'''
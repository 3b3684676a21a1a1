use dioxus::prelude::*;
use std::time::Duration;

// No backend exists; submission is a staged delay followed by a toast.
const FAKE_SUBMIT_DELAY: Duration = Duration::from_millis(1500);
const TOAST_VISIBLE_FOR: Duration = Duration::from_secs(4);

const TOAST_TITLE: &str = "Message sent successfully! I'll get back to you soon.";
const TOAST_DETAIL: &str = "Thank you for reaching out. I typically respond within 24 hours.";

const CONTACT_INFO: &[(&str, &str, &str)] = &[
    ("Email", "chauhanaman7000@gmail.com", "mailto:chauhanaman7000@gmail.com"),
    ("Phone", "+91 XXXX-XXXXX", "tel:+91XXXXXXXXX"),
    ("Location", "India", "#"),
];

const SOCIAL_LINKS: &[(&str, &str)] = &[
    ("GitHub", "https://github.com"),
    ("LinkedIn", "https://linkedin.com"),
    ("Email", "mailto:chauhanaman7000@gmail.com"),
];

const AVAILABILITY: &[(&str, &str, bool)] = &[
    ("Freelance Projects:", "Available", true),
    ("Full-time Roles:", "Open to Discuss", false),
    ("Consultations:", "Available", true),
];

#[component]
pub fn Contact() -> Element {
    let mut name = use_signal(String::new);
    let mut email = use_signal(String::new);
    let mut subject = use_signal(String::new);
    let mut message = use_signal(String::new);
    let submitting = use_signal(|| false);
    let toast = use_signal(|| Option::<()>::None);

    let handle_submit = {
        let mut name = name;
        let mut email = email;
        let mut subject = subject;
        let mut message = message;
        let mut submitting = submitting;
        let mut toast = toast;
        move |ev: FormEvent| {
            ev.prevent_default();
            if submitting() {
                return;
            }
            submitting.set(true);
            spawn(async move {
                tokio::time::sleep(FAKE_SUBMIT_DELAY).await;

                name.set(String::new());
                email.set(String::new());
                subject.set(String::new());
                message.set(String::new());
                submitting.set(false);

                toast.set(Some(()));
                tokio::time::sleep(TOAST_VISIBLE_FOR).await;
                toast.set(None);
            });
        }
    };

    rsx! {
        section { id: "contact", class: "section",
            div { class: "section-heading",
                h2 { class: "section-title neon-text", "Get In Touch" }
                p { class: "section-subtitle",
                    "Ready to start your next project? Let's create something amazing together."
                }
            }

            div { class: "contact-grid",
                div { class: "card glass",
                    h3 { "Send a Message" }
                    p { class: "text-muted",
                        "Fill out the form below and I'll get back to you as soon as possible."
                    }
                    form { class: "contact-form", onsubmit: handle_submit,
                        div { class: "form-row",
                            div { class: "form-field",
                                label { r#for: "name", "Name *" }
                                input {
                                    id: "name",
                                    class: "glass",
                                    required: true,
                                    placeholder: "Your full name",
                                    value: "{name}",
                                    oninput: move |ev| name.set(ev.value()),
                                }
                            }
                            div { class: "form-field",
                                label { r#for: "email", "Email *" }
                                input {
                                    id: "email",
                                    class: "glass",
                                    r#type: "email",
                                    required: true,
                                    placeholder: "your@email.com",
                                    value: "{email}",
                                    oninput: move |ev| email.set(ev.value()),
                                }
                            }
                        }
                        div { class: "form-field",
                            label { r#for: "subject", "Subject *" }
                            input {
                                id: "subject",
                                class: "glass",
                                required: true,
                                placeholder: "What's this about?",
                                value: "{subject}",
                                oninput: move |ev| subject.set(ev.value()),
                            }
                        }
                        div { class: "form-field",
                            label { r#for: "message", "Message *" }
                            textarea {
                                id: "message",
                                class: "glass",
                                required: true,
                                rows: "6",
                                placeholder: "Tell me about your project...",
                                value: "{message}",
                                oninput: move |ev| message.set(ev.value()),
                            }
                        }
                        button {
                            class: "btn btn-primary neon-glow submit-btn",
                            r#type: "submit",
                            disabled: submitting(),
                            if submitting() {
                                span { class: "spinner" }
                                "Sending..."
                            } else {
                                "Send Message"
                            }
                        }
                    }
                }

                div { class: "contact-side",
                    div { class: "card glass",
                        h3 { "Contact Information" }
                        p { class: "text-muted",
                            "Prefer to reach out directly? Here's how you can contact me."
                        }
                        for (label, value, href) in CONTACT_INFO.iter().copied() {
                            div { class: "contact-row",
                                p { class: "strong", "{label}" }
                                a { class: "text-muted", href: href, "{value}" }
                            }
                        }
                    }

                    div { class: "card glass",
                        h3 { "Connect With Me" }
                        p { class: "text-muted", "Follow me on social media or check out my work." }
                        div { class: "badge-row",
                            for (label, href) in SOCIAL_LINKS.iter().copied() {
                                a {
                                    class: "btn btn-outline glass",
                                    href: href,
                                    target: "_blank",
                                    "{label}"
                                }
                            }
                        }
                    }

                    div { class: "card glass",
                        p { class: "strong", "Quick Response Guaranteed" }
                        p { class: "text-muted", "I typically respond to all inquiries within 24 hours." }
                    }

                    div { class: "card glass",
                        h3 { "Current Availability" }
                        for (label, status, open) in AVAILABILITY.iter().copied() {
                            div { class: "availability-row",
                                span { "{label}" }
                                span {
                                    class: if open { "status-open" } else { "status-maybe" },
                                    "{status}"
                                }
                            }
                        }
                    }
                }
            }

            if toast().is_some() {
                div { class: "toast glass", role: "status",
                    p { class: "strong", "{TOAST_TITLE}" }
                    p { class: "text-muted", "{TOAST_DETAIL}" }
                }
            }
        }
    }
}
'''
What is required ->
The response should be an exact repeat of the data above.

Task output ->
repository 3b3684676a21a1a1
use dioxus::prelude::*;
use std::time::Duration;

// No backend exists; submission is a staged delay followed by a toast.
const FAKE_SUBMIT_DELAY: Duration = Duration::from_millis(1500);
const TOAST_VISIBLE_FOR: Duration = Duration::from_secs(4);

const TOAST_TITLE: &str = "Message sent successfully! I'll get back to you soon.";
const TOAST_DETAIL: &str = "Thank you for reaching out. I typically respond within 24 hours.";

const CONTACT_INFO: &[(&str, &str, &str)] = &[
    ("Email", "chauhanaman7000@gmail.com", "mailto:chauhanaman7000@gmail.com"),
    ("Phone", "+91 XXXX-XXXXX", "tel:+91XXXXXXXXX"),
    ("Location", "India", "#"),
];

const SOCIAL_LINKS: &[(&str, &str)] = &[
    ("GitHub", "https://github.com"),
    ("LinkedIn", "https://linkedin.com"),
    ("Email", "mailto:chauhanaman7000@gmail.com"),
];

const AVAILABILITY: &[(&str, &str, bool)] = &[
    ("Freelance Projects:", "Available", true),
    ("Full-time Roles:", "Open to Discuss", false),
    ("Consultations:", "Available", true),
];

#[component]
pub fn Contact() -> Element {
    let mut name = use_signal(String::new);
    let mut email = use_signal(String::new);
    let mut subject = use_signal(String::new);
    let mut message = use_signal(String::new);
    let submitting = use_signal(|| false);
    let toast = use_signal(|| Option::<()>::None);

    let handle_submit = {
        let mut name = name;
        let mut email = email;
        let mut subject = subject;
        let mut message = message;
        let mut submitting = submitting;
        let mut toast = toast;
        move |ev: FormEvent| {
            ev.prevent_default();
            if submitting() {
                return;
            }
            submitting.set(true);
            spawn(async move {
                tokio::time::sleep(FAKE_SUBMIT_DELAY).await;

                name.set(String::new());
                email.set(String::new());
                subject.set(String::new());
                message.set(String::new());
                submitting.set(false);

                toast.set(Some(()));
                tokio::time::sleep(TOAST_VISIBLE_FOR).await;
                toast.set(None);
            });
        }
    };

    rsx! {
        section { id: "contact", class: "section",
            div { class: "section-heading",
                h2 { class: "section-title neon-text", "Get In Touch" }
                p { class: "section-subtitle",
                    "Ready to start your next project? Let's create something amazing together."
                }
            }

            div { class: "contact-grid",
                div { class: "card glass",
                    h3 { "Send a Message" }
                    p { class: "text-muted",
                        "Fill out the form below and I'll get back to you as soon as possible."
                    }
                    form { class: "contact-form", onsubmit: handle_submit,
                        div { class: "form-row",
                            div { class: "form-field",
                                label { r#for: "name", "Name *" }
                                input {
                                    id: "name",
                                    class: "glass",
                                    required: true,
                                    placeholder: "Your full name",
                                    value: "{name}",
                                    oninput: move |ev| name.set(ev.value()),
                                }
                            }
                            div { class: "form-field",
                                label { r#for: "email", "Email *" }
                                input {
                                    id: "email",
                                    class: "glass",
                                    r#type: "email",
                                    required: true,
                                    placeholder: "your@email.com",
                                    value: "{email}",
                                    oninput: move |ev| email.set(ev.value()),
                                }
                            }
                        }
                        div { class: "form-field",
                            label { r#for: "subject", "Subject *" }
                            input {
                                id: "subject",
                                class: "glass",
                                required: true,
                                placeholder: "What's this about?",
                                value: "{subject}",
                                oninput: move |ev| subject.set(ev.value()),
                            }
                        }
                        div { class: "form-field",
                            label { r#for: "message", "Message *" }
                            textarea {
                                id: "message",
                                class: "glass",
                                required: true,
                                rows: "6",
                                placeholder: "Tell me about your project...",
                                value: "{message}",
                                oninput: move |ev| message.set(ev.value()),
                            }
                        }
                        button {
                            class: "btn btn-primary neon-glow submit-btn",
                            r#type: "submit",
                            disabled: submitting(),
                            if submitting() {
                                span { class: "spinner" }
                                "Sending..."
                            } else {
                                "Send Message"
                            }
                        }
                    }
                }

                div { class: "contact-side",
                    div { class: "card glass",
                        h3 { "Contact Information" }
                        p { class: "text-muted",
                            "Prefer to reach out directly? Here's how you can contact me."
                        }
                        for (label, value, href) in CONTACT_INFO.iter().copied() {
                            div { class: "contact-row",
                                p { class: "strong", "{label}" }
                                a { class: "text-muted", href: href, "{value}" }
                            }
                        }
                    }

                    div { class: "card glass",
                        h3 { "Connect With Me" }
                        p { class: "text-muted", "Follow me on social media or check out my work." }
                        div { class: "badge-row",
                            for (label, href) in SOCIAL_LINKS.iter().copied() {
                                a {
                                    class: "btn btn-outline glass",
                                    href: href,
                                    target: "_blank",
                                    "{label}"
                                }
                            }
                        }
                    }

                    div { class: "card glass",
                        p { class: "strong", "Quick Response Guaranteed" }
                        p { class: "text-muted", "I typically respond to all inquiries within 24 hours." }
                    }

                    div { class: "card glass",
                        h3 { "Current Availability" }
                        for (label, status, open) in AVAILABILITY.iter().copied() {
                            div { class: "availability-row",
                                span { "{label}" }
                                span {
                                    class: if open { "status-open" } else { "status-maybe" },
                                    "{status}"
                                }
                            }
                        }
                    }
                }
            }

            if toast().is_some() {
                div { class: "toast glass", role: "status",
                    p { class: "strong", "{TOAST_TITLE}" }
                    p { class: "text-muted", "{TOAST_DETAIL}" }
                }
            }
        }
    }
}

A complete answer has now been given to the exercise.